*** Task material ***

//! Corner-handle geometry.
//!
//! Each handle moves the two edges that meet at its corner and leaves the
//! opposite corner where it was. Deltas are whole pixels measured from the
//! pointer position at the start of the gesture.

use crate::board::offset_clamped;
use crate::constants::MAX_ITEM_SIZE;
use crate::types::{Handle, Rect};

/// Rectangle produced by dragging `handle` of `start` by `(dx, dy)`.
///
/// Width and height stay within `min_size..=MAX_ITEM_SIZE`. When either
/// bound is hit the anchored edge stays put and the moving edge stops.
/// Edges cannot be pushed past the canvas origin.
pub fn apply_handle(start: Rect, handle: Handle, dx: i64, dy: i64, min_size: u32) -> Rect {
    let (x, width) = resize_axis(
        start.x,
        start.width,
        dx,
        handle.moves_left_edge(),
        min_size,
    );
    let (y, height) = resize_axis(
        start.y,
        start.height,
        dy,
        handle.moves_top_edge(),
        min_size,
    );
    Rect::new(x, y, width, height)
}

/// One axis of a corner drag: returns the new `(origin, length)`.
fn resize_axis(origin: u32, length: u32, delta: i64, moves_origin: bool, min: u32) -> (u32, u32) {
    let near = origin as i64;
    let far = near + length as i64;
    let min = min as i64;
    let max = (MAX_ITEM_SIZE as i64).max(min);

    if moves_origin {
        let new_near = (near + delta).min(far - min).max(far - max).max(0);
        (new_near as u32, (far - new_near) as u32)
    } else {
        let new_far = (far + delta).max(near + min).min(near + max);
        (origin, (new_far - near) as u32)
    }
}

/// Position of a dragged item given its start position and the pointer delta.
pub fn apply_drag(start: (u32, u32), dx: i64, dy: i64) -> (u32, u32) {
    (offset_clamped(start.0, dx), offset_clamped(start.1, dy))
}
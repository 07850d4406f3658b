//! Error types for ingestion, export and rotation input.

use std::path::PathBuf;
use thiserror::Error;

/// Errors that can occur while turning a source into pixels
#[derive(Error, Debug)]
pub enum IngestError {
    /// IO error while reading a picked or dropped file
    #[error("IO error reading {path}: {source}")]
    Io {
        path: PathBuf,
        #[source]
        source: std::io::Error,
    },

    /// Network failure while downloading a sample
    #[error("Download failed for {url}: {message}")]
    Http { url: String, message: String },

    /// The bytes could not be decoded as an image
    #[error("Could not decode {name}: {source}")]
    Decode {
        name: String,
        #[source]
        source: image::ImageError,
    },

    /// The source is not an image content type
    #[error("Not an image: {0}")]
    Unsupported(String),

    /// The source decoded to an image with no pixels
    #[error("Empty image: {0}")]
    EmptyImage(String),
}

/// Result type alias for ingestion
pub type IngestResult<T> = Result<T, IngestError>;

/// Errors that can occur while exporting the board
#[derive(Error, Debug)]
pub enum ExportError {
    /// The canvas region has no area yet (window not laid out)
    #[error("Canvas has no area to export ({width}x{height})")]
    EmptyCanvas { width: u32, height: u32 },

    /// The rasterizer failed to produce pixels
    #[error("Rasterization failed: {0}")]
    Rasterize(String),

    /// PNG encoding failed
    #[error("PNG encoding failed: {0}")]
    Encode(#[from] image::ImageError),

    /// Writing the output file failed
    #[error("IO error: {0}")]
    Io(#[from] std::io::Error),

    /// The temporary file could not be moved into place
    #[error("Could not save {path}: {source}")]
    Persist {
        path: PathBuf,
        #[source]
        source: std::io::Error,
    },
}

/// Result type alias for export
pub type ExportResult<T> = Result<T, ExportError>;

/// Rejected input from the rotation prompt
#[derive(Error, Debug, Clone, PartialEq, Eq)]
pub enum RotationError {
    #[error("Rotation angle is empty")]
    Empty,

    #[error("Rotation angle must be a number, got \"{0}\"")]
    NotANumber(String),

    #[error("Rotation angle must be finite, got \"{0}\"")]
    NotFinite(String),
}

*** End of Task material ***

(Your task)
Copy out, exactly and alone, the lines of the entries above between the ones holding "Width and height" and "i64, min_size: u32)", inclusive.

(Response to this task)
/// Width and height stay within `min_size..=MAX_ITEM_SIZE`. When either
/// bound is hit the anchored edge stays put and the moving edge stops.
/// Edges cannot be pushed past the canvas origin.
pub fn apply_handle(start: Rect, handle: Handle, dx: i64, dy: i64, min_size: u32) -> Rect {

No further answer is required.